Scientists also discovered that by being so devastating the plague essentially changed the human immune system. Study co-author Hendrik Poinar of McMaster University says, “It changed the human immune system, basically wiping out people who couldn’t deal with the disease and leaving the stronger to survive.”

Julian Parkhill, a disease genome expert at the UK Wellcome Trust Sanger Institute wasn’t involved in the Black Death genome project but has studied the bacteria. He says, “Getting an effectively complete genome sequence of a bacterium that lived nearly 700 years ago is incredibly exciting.”

Chris Chase, a veterinarian from South Dakota State University says this research has promise for understanding livestock diseases too. He says, “I could see that it could have big effects on cattle diseases that have been with us for a long time, pathogens like brucellosis and tuberculosis, and how they have changed under vaccine pressure from their ancestors. That can that help us to design new vaccines.”

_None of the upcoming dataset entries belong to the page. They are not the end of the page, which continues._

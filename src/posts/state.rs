//! State for the post list request lifecycle.

use serde::Deserialize;

use crate::store::SliceState;

/// One entry from the remote collection.
///
/// The remote schema is opaque beyond `name`; unknown fields are ignored
/// during decoding.
#[derive(Debug, Clone, PartialEq, Eq, Deserialize)]
pub struct Post {
    pub name: String,
}

/// Lifecycle state of the single outbound fetch.
///
/// The payload-carrying shape keeps the invariants structural: an error
/// message exists only under `Failed`, items only under `Succeeded`, and
/// an empty successful result stays distinguishable from `Idle`.
#[derive(Debug, Clone, PartialEq, Default)]
pub enum PostsState {
    /// No fetch has been issued yet.
    #[default]
    Idle,

    /// A fetch is in flight.
    Loading,

    /// The fetch completed with a decodable body (possibly empty).
    Succeeded { posts: Vec<Post> },

    /// The fetch failed: network error, bad status, or undecodable body.
    Failed { error: String },
}

impl SliceState for PostsState {}

impl PostsState {
    /// Check whether a fetch is currently in flight.
    pub fn is_loading(&self) -> bool {
        matches!(self, Self::Loading)
    }

    /// Get the fetched posts, if the fetch succeeded.
    pub fn posts(&self) -> Option<&[Post]> {
        match self {
            Self::Succeeded { posts } => Some(posts),
            _ => None,
        }
    }

    /// Get the failure message, if the fetch failed.
    pub fn error_message(&self) -> Option<&str> {
        match self {
            Self::Failed { error } => Some(error),
            _ => None,
        }
    }
}
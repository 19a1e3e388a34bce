//! Reducer trait for slice state transitions.

use super::intent::Intent;
use super::state::SliceState;

/// Reducer transforms state based on intents.
///
/// The reducer is the only place where state transitions happen.
/// It must be a pure function: (State, Intent) -> State
pub trait Reducer {
    /// The state type this reducer operates on.
    type State: SliceState;

    /// The intent type this reducer handles.
    type Intent: Intent;

    /// Process an intent and return the new state.
    ///
    /// This should be a pure function with no side effects.
    fn reduce(state: Self::State, intent: Self::Intent) -> Self::State;
}
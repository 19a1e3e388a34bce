//! The single outbound fetch and its error taxonomy.
//!
//! The transport sits behind [`PostsApi`] so the lifecycle can be driven
//! with a fake in tests. The real transport is one reqwest GET with no
//! retries, no caching, and no cancellation.

use std::future::Future;
use std::time::Duration;

use reqwest::Client;
use thiserror::Error;

use crate::config::ApiConfig;
use crate::posts::{Post, PostsIntent};
use crate::store::Store;

/// Errors that can occur while fetching the post collection.
///
/// The causes stay distinct here even though the posts slice collapses
/// them into one displayed message.
#[derive(Debug, Error)]
pub enum FetchError {
    /// The request never produced a response.
    #[error("request failed: {source}")]
    Network {
        #[source]
        source: reqwest::Error,
    },

    /// The server answered with a non-success status code.
    #[error("server returned status {status}")]
    Status { status: u16 },

    /// The body arrived but was not a decodable post collection.
    #[error("undecodable response body: {source}")]
    Decode {
        #[source]
        source: serde_json::Error,
    },
}

/// Transport abstraction for the post collection.
pub trait PostsApi: Send + Sync {
    /// Issue one request for the full collection.
    fn fetch_posts(&self) -> impl Future<Output = Result<Vec<Post>, FetchError>> + Send;
}

/// reqwest-backed transport against the configured endpoint.
pub struct HttpPostsApi {
    client: Client,
    url: String,
}

impl HttpPostsApi {
    pub fn new(config: &ApiConfig) -> Self {
        let client = Client::builder()
            .connect_timeout(Duration::from_secs(u64::from(config.connect_timeout_seconds)))
            .timeout(Duration::from_secs(u64::from(config.request_timeout_seconds)))
            .build()
            .expect("Failed to build posts client");

        Self {
            client,
            url: config.posts_url.clone(),
        }
    }
}

impl PostsApi for HttpPostsApi {
    async fn fetch_posts(&self) -> Result<Vec<Post>, FetchError> {
        let response = self
            .client
            .get(&self.url)
            .send()
            .await
            .map_err(|source| FetchError::Network { source })?;

        let status = response.status();
        if !status.is_success() {
            return Err(FetchError::Status {
                status: status.as_u16(),
            });
        }

        let body = response
            .bytes()
            .await
            .map_err(|source| FetchError::Network { source })?;

        serde_json::from_slice(&body).map_err(|source| FetchError::Decode { source })
    }
}

/// Drive the whole fetch lifecycle against the store.
///
/// Dispatches `FetchStarted` before the request goes out, then exactly one
/// completion intent. Failures are converted into state and never
/// propagated to the caller.
pub async fn load_posts<A: PostsApi>(api: &A, store: &Store) {
    store.dispatch(PostsIntent::FetchStarted);

    match api.fetch_posts().await {
        Ok(posts) => {
            tracing::info!(count = posts.len(), "posts fetched");
            store.dispatch(PostsIntent::FetchSucceeded { posts });
        }
        Err(err) => {
            tracing::warn!(error = %err, "posts fetch failed");
            store.dispatch(PostsIntent::FetchFailed {
                message: err.to_string(),
            });
        }
    }
}
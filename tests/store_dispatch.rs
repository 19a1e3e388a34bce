use tallyfeed::counter::CounterIntent;
use tallyfeed::posts::{Post, PostsIntent, PostsState};
use tallyfeed::store::{AppIntent, Store};

#[test]
fn slices_reduce_independently() {
    let store = Store::new();

    store.dispatch(CounterIntent::IncrementBy(7));
    store.dispatch(PostsIntent::FetchStarted);
    store.dispatch(PostsIntent::FetchSucceeded {
        posts: vec![Post {
            name: "Alice".into(),
        }],
    });
    store.dispatch(CounterIntent::Decrement);

    let state = store.snapshot();
    assert_eq!(state.counter.count, 6);
    assert_eq!(
        state.posts,
        PostsState::Succeeded {
            posts: vec![Post {
                name: "Alice".into()
            }]
        }
    );
}

#[test]
fn app_intent_wraps_slice_intents() {
    let store = Store::new();
    store.dispatch(AppIntent::Counter(CounterIntent::Increment));
    store.dispatch(AppIntent::Posts(PostsIntent::FetchStarted));

    let state = store.snapshot();
    assert_eq!(state.counter.count, 1);
    assert!(state.posts.is_loading());
}

#[test]
fn subscription_sees_every_dispatch() {
    let store = Store::new();
    let rx = store.subscribe();

    store.dispatch(CounterIntent::Increment);
    store.dispatch(CounterIntent::Increment);
    store.dispatch(PostsIntent::FetchStarted);

    assert_eq!(*rx.borrow(), 3);
}

#[tokio::test]
async fn subscription_wakes_on_dispatch() {
    let store = Store::new();
    let mut rx = store.subscribe();

    let writer = store.clone();
    tokio::spawn(async move {
        writer.dispatch(CounterIntent::Increment);
    });

    rx.changed().await.expect("sender alive");
    assert_eq!(store.counter().count, 1);
}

This is the first time a science team has been able to reconstruct an pathogen of this size. Several years ago a team rebuilt the 1918 influenza virus contained in the lungs of frozen Eskimos. The genome of the plague bacterium is much larger than the flu virus.

Genome Sizes:
Black Death — 4,367,867 base pairs
1918 Flu — 582,970 base pairs
Human — 3,000,000,000 base pairs

Base Pair Basics

In molecular biology and genetics, the linking between two bases on opposite complementary DNA strands that are connected via hydrogen bonds is called a base pair (often abbreviated bp).

In basic Watson-Crick DNA base pairing, adenine (A) forms a base pair with thymine (T) and guanine (G) forms a base pair with cytosine (C). In RNA, thymine is replaced by uracil (U).

Some DNA- or RNA-binding enzymes can recognize specific base pairing patterns that identify particular regulatory regions of genes.

The size of an individual gene or an organism’s entire genome is often measured in base pairs because the structure of DNA is usually a double helix. Hence, the number of total base pairs is equal to the number of nucleotides in one of the strands (with the exception of non-coding single-stranded regions of telomeres).